Stored items from a collection
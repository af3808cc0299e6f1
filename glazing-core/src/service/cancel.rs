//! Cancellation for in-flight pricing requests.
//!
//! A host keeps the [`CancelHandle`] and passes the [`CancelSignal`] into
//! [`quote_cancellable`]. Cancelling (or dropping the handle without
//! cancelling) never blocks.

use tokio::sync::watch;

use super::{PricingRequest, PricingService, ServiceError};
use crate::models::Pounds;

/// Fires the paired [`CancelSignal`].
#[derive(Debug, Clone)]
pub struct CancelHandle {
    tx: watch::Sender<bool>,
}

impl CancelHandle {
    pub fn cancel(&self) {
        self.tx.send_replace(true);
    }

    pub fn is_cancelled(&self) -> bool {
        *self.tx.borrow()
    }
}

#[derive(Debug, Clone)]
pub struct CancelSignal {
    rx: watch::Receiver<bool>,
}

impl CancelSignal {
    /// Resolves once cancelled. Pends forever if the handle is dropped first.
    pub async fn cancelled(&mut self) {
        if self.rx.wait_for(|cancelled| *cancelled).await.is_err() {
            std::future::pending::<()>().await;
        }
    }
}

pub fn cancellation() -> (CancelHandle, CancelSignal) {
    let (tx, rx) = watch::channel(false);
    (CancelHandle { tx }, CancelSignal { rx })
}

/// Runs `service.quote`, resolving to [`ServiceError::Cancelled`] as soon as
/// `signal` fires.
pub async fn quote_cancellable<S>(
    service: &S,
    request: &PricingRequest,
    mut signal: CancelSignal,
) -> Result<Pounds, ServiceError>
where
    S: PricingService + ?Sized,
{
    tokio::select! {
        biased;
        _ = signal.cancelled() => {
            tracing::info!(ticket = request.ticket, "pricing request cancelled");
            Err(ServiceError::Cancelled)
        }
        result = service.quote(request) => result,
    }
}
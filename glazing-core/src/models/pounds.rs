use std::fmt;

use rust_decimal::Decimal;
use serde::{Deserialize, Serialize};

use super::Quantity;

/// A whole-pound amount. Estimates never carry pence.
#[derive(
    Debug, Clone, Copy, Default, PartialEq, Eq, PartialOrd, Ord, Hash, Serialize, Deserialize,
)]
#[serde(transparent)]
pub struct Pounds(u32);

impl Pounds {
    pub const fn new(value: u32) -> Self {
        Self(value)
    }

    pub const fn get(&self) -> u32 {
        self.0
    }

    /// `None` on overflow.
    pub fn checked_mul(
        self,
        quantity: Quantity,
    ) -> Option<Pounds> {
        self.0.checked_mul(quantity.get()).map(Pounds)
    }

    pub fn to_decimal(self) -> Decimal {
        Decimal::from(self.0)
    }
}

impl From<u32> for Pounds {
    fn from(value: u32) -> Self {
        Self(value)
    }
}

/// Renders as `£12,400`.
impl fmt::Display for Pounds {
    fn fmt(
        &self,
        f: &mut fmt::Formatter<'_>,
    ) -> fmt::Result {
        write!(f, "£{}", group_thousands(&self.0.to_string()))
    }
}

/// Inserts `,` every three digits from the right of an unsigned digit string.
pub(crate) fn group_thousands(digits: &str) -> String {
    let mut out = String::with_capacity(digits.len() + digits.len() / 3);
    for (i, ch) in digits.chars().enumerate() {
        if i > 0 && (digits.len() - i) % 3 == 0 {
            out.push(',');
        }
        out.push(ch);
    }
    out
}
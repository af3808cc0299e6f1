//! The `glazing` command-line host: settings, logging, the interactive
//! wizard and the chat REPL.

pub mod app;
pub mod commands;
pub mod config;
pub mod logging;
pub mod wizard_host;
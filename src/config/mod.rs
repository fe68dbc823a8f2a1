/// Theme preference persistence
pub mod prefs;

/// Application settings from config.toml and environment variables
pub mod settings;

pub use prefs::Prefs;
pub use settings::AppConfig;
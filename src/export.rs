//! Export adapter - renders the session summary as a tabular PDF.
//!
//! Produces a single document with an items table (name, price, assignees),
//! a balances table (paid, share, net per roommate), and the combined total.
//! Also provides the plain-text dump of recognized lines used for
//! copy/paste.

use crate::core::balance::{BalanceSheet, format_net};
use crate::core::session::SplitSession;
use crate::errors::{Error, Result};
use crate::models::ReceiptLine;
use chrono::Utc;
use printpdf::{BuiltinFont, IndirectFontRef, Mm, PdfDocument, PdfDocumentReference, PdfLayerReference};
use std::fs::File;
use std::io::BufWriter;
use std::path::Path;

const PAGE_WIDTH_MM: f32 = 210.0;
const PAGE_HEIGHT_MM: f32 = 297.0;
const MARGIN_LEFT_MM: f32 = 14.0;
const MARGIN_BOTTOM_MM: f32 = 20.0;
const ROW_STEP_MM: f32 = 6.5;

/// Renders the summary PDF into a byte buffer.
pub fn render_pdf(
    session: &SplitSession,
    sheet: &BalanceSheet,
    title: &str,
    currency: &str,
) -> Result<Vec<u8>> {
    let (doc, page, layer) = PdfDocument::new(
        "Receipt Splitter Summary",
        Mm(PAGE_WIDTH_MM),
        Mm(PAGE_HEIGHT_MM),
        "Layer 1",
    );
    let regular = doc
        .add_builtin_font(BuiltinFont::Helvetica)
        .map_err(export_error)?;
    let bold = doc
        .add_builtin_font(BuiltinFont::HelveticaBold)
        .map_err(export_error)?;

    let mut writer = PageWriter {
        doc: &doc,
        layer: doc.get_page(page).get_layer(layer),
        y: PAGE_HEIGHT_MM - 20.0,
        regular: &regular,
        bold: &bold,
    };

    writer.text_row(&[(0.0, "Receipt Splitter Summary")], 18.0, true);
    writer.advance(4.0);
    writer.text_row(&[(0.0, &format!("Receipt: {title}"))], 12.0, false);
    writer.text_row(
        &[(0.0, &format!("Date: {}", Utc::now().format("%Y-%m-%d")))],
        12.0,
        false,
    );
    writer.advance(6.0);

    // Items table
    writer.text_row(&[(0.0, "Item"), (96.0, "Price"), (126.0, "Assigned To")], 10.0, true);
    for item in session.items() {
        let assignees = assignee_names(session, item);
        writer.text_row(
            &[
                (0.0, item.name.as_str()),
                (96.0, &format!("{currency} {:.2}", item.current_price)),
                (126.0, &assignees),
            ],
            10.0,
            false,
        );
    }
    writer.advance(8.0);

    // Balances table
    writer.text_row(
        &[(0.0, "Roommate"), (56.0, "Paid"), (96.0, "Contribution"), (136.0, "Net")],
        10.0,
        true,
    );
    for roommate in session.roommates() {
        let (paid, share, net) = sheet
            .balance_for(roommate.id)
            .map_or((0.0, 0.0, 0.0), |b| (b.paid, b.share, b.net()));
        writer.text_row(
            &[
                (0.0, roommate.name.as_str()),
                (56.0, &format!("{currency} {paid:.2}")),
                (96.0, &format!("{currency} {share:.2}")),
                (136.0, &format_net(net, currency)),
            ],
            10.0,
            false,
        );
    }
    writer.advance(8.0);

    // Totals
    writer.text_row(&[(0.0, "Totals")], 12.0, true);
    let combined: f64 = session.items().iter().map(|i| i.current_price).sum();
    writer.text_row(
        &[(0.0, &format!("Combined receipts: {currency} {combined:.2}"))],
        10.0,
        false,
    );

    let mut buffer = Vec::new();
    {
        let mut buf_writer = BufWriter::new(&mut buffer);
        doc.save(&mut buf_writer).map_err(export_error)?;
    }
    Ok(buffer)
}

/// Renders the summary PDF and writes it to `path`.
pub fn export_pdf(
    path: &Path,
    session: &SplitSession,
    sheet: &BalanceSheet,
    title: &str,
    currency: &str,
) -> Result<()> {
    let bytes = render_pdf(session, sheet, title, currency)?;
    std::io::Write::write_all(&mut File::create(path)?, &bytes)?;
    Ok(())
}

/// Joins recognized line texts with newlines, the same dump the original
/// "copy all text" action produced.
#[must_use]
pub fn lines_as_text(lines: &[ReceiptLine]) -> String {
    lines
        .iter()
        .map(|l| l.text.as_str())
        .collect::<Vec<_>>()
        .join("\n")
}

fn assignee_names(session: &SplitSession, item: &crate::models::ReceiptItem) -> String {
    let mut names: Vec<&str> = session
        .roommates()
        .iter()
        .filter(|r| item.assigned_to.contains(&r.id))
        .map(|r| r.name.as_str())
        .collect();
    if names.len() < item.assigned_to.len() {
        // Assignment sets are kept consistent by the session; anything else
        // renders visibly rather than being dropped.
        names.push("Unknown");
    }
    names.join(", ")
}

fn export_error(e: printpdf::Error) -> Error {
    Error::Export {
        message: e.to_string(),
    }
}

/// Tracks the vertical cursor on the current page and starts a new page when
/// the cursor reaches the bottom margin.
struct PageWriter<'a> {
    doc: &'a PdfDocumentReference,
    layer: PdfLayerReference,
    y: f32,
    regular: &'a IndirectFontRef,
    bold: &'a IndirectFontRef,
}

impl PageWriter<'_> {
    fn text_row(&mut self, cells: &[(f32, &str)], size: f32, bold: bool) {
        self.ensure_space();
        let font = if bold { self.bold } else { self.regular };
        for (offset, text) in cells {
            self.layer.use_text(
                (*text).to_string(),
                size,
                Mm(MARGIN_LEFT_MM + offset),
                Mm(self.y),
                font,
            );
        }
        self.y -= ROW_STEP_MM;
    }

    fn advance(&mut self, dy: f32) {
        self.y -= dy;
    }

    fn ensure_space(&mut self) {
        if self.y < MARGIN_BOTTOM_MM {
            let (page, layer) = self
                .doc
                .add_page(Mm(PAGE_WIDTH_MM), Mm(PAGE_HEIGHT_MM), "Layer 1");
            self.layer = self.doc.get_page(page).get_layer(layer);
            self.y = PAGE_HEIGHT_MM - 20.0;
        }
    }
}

* * *

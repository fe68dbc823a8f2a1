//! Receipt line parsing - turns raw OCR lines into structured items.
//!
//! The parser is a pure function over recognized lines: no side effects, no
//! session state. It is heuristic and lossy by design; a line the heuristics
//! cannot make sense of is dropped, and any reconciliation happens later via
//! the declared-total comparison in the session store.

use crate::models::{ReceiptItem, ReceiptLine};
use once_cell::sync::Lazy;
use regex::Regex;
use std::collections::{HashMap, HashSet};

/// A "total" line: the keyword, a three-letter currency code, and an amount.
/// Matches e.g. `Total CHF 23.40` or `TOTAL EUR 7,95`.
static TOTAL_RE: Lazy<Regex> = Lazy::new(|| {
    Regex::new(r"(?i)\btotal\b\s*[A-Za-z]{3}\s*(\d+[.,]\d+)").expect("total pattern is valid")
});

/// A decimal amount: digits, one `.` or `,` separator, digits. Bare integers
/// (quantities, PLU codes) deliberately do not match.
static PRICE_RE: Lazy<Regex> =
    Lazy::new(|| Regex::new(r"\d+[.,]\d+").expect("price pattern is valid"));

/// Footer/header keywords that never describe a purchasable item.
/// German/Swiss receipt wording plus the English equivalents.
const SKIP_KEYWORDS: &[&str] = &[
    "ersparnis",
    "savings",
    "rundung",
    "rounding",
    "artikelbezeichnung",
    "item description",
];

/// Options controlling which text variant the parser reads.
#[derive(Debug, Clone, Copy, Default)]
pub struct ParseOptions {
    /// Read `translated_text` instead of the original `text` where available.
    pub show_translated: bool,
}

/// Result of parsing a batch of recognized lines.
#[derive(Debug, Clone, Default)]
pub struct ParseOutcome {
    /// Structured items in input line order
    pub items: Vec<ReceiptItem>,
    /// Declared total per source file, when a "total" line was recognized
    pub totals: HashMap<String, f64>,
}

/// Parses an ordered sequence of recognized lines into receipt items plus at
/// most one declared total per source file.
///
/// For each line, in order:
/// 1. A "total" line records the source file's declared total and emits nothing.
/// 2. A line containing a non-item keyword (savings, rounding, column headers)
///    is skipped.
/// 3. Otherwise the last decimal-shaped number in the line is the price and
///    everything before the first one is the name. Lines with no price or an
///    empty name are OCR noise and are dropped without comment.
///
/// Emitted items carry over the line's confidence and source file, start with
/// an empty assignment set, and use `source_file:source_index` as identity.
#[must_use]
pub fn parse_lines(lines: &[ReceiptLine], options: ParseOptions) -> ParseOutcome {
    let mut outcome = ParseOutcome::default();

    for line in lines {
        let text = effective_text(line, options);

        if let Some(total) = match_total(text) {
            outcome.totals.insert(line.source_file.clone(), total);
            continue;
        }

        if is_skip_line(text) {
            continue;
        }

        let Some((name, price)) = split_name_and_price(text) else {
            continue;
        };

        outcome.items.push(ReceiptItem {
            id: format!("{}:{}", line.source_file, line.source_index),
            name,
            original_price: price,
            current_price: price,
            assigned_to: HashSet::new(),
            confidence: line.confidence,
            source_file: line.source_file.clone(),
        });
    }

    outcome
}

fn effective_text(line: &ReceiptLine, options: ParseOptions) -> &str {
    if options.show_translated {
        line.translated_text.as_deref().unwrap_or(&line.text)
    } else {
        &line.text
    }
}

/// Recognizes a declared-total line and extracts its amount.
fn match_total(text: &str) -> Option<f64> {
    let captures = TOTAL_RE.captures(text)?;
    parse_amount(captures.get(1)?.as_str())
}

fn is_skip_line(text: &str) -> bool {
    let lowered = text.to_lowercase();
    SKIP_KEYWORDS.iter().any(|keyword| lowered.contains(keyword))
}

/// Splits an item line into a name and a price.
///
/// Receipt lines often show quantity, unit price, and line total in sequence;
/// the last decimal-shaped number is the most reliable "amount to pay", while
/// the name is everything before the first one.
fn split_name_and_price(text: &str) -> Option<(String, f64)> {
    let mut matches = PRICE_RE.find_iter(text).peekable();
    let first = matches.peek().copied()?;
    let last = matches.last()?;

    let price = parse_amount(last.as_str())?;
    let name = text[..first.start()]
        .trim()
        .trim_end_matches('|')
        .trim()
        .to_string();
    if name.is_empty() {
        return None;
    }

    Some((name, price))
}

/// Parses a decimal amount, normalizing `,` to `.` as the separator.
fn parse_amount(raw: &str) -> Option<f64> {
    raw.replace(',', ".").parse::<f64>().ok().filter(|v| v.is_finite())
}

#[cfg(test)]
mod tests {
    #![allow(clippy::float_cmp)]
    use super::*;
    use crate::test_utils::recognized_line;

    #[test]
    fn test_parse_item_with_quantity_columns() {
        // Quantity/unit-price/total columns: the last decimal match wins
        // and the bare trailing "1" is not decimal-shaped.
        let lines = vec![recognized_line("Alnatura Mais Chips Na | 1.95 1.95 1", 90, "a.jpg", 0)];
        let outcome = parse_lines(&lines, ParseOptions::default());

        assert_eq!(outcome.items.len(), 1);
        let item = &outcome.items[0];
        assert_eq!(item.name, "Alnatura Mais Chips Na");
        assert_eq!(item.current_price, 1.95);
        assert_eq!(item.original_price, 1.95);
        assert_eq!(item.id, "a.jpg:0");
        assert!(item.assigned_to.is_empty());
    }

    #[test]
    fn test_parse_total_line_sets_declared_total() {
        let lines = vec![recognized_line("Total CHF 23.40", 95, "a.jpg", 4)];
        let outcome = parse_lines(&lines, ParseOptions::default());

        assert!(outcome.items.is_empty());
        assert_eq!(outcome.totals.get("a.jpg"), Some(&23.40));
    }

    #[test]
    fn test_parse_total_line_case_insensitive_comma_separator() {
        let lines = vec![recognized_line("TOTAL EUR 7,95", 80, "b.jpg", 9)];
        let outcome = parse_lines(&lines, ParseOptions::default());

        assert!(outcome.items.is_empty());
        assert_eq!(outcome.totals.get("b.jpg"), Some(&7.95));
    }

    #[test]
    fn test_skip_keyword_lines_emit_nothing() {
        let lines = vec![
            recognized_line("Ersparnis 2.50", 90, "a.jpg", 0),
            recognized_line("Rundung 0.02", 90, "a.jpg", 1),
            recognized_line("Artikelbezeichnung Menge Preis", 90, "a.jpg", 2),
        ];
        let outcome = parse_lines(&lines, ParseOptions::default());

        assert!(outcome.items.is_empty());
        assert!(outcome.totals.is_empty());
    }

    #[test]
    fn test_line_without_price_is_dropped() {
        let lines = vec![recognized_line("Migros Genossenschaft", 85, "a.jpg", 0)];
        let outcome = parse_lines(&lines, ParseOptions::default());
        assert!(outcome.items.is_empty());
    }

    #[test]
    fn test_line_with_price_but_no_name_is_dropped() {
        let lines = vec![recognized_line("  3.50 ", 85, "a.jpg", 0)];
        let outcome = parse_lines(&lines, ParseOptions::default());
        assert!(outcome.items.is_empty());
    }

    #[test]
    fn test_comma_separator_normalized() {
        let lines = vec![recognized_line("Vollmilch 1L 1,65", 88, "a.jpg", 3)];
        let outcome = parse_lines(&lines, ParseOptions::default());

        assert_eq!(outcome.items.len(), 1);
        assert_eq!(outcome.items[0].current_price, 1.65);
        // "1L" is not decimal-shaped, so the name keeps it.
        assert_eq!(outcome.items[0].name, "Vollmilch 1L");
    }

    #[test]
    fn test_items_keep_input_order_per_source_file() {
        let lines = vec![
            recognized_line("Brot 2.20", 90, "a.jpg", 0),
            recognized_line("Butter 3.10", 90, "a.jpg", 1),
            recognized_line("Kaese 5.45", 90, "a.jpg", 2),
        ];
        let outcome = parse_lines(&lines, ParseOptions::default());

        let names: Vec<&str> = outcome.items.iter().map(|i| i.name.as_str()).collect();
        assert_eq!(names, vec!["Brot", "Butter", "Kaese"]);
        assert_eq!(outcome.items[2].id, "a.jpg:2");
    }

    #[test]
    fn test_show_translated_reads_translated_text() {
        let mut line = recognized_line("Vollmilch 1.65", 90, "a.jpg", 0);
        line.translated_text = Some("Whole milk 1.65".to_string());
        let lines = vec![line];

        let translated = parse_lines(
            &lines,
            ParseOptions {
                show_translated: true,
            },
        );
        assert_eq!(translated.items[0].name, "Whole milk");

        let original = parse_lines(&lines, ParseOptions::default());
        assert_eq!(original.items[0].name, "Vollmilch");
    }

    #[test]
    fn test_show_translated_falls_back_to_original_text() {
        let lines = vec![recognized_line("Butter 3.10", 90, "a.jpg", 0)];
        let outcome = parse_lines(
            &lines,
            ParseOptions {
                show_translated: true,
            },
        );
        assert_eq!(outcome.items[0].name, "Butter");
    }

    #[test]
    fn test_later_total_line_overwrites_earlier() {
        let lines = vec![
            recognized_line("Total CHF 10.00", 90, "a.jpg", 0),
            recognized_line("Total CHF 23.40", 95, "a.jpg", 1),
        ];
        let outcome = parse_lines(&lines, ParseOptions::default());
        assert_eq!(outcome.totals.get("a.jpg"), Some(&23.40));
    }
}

---

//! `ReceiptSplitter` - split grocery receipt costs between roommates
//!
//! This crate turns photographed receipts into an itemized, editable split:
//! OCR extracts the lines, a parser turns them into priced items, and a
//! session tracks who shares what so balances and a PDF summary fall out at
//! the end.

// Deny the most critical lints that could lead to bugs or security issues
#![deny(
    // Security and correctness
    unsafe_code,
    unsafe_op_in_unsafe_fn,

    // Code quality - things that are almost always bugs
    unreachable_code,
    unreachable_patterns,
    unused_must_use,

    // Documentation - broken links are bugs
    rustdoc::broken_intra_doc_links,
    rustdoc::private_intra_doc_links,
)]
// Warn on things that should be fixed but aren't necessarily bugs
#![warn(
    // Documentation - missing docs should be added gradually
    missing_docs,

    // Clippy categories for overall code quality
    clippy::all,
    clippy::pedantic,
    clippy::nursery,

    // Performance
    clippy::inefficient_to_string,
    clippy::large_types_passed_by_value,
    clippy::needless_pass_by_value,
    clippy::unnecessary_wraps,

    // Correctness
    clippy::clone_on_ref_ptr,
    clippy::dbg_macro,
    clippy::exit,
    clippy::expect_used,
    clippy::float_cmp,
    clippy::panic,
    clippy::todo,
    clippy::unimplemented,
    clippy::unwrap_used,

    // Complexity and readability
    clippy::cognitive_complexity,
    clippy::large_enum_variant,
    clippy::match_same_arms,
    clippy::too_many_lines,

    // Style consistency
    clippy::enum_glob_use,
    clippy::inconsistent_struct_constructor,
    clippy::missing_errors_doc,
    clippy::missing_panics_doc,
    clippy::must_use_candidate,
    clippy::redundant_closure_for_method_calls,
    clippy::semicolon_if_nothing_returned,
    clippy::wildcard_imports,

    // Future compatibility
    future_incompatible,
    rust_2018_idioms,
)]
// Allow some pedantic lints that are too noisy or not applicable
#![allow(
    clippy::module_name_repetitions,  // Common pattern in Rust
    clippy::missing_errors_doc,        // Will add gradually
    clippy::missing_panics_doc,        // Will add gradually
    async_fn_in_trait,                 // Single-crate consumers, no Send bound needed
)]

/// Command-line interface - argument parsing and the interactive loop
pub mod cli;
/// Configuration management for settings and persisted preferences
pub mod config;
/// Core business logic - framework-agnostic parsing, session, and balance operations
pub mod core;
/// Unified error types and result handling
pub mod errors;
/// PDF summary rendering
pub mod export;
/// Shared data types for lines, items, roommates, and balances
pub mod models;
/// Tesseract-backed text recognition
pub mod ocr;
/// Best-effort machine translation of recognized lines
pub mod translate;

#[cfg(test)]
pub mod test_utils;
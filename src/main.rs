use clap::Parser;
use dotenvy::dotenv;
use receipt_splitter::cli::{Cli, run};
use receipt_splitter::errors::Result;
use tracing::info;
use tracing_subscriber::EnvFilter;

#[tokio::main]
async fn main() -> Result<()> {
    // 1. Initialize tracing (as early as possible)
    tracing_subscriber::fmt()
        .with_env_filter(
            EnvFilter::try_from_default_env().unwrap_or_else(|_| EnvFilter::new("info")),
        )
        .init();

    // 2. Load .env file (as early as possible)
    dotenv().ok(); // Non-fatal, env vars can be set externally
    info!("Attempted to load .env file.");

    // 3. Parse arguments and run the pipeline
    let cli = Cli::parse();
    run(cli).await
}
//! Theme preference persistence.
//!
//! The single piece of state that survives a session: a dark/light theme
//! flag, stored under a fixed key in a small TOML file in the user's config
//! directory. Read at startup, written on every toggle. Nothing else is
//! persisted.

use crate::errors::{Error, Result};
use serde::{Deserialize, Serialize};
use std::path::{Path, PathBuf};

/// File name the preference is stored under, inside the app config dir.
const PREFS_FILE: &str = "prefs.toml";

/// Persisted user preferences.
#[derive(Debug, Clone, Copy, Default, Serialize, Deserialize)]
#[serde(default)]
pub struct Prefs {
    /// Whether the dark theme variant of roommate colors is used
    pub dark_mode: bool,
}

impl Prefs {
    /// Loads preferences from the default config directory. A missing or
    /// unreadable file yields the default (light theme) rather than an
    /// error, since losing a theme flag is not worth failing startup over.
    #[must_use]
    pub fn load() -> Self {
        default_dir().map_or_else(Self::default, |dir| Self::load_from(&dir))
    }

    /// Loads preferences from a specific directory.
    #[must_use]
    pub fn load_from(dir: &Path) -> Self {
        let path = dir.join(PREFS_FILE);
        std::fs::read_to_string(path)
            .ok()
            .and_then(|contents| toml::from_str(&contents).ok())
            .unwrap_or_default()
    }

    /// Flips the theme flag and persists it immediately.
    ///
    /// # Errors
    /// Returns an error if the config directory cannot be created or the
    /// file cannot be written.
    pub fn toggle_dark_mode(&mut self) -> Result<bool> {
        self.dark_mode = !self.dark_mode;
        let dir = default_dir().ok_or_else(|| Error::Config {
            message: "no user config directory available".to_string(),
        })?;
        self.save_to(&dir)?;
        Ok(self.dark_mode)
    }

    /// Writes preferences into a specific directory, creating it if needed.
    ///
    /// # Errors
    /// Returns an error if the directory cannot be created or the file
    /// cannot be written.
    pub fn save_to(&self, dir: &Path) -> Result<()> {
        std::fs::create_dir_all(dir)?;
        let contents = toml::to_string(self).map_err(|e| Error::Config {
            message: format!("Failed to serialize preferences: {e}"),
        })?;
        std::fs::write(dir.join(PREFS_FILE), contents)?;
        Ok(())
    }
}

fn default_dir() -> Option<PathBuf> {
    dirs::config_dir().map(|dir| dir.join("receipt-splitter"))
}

§ **What you are asked to do**:
Of the entries listed above, reproduce only the lines starting at the line containing "use clap::Parser;" and ending at the line containing "self.dark_mode = !self.dark_mode;". Include both, exactly as they stand.

§ **Response to this exercise**:
use clap::Parser;
use dotenvy::dotenv;
use receipt_splitter::cli::{Cli, run};
use receipt_splitter::errors::Result;
use tracing::info;
use tracing_subscriber::EnvFilter;

#[tokio::main]
async fn main() -> Result<()> {
    // 1. Initialize tracing (as early as possible)
    tracing_subscriber::fmt()
        .with_env_filter(
            EnvFilter::try_from_default_env().unwrap_or_else(|_| EnvFilter::new("info")),
        )
        .init();

    // 2. Load .env file (as early as possible)
    dotenv().ok(); // Non-fatal, env vars can be set externally
    info!("Attempted to load .env file.");

    // 3. Parse arguments and run the pipeline
    let cli = Cli::parse();
    run(cli).await
}
//! Theme preference persistence.
//!
//! The single piece of state that survives a session: a dark/light theme
//! flag, stored under a fixed key in a small TOML file in the user's config
//! directory. Read at startup, written on every toggle. Nothing else is
//! persisted.

use crate::errors::{Error, Result};
use serde::{Deserialize, Serialize};
use std::path::{Path, PathBuf};

/// File name the preference is stored under, inside the app config dir.
const PREFS_FILE: &str = "prefs.toml";

/// Persisted user preferences.
#[derive(Debug, Clone, Copy, Default, Serialize, Deserialize)]
#[serde(default)]
pub struct Prefs {
    /// Whether the dark theme variant of roommate colors is used
    pub dark_mode: bool,
}

impl Prefs {
    /// Loads preferences from the default config directory. A missing or
    /// unreadable file yields the default (light theme) rather than an
    /// error, since losing a theme flag is not worth failing startup over.
    #[must_use]
    pub fn load() -> Self {
        default_dir().map_or_else(Self::default, |dir| Self::load_from(&dir))
    }

    /// Loads preferences from a specific directory.
    #[must_use]
    pub fn load_from(dir: &Path) -> Self {
        let path = dir.join(PREFS_FILE);
        std::fs::read_to_string(path)
            .ok()
            .and_then(|contents| toml::from_str(&contents).ok())
            .unwrap_or_default()
    }

    /// Flips the theme flag and persists it immediately.
    ///
    /// # Errors
    /// Returns an error if the config directory cannot be created or the
    /// file cannot be written.
    pub fn toggle_dark_mode(&mut self) -> Result<bool> {
        self.dark_mode = !self.dark_mode;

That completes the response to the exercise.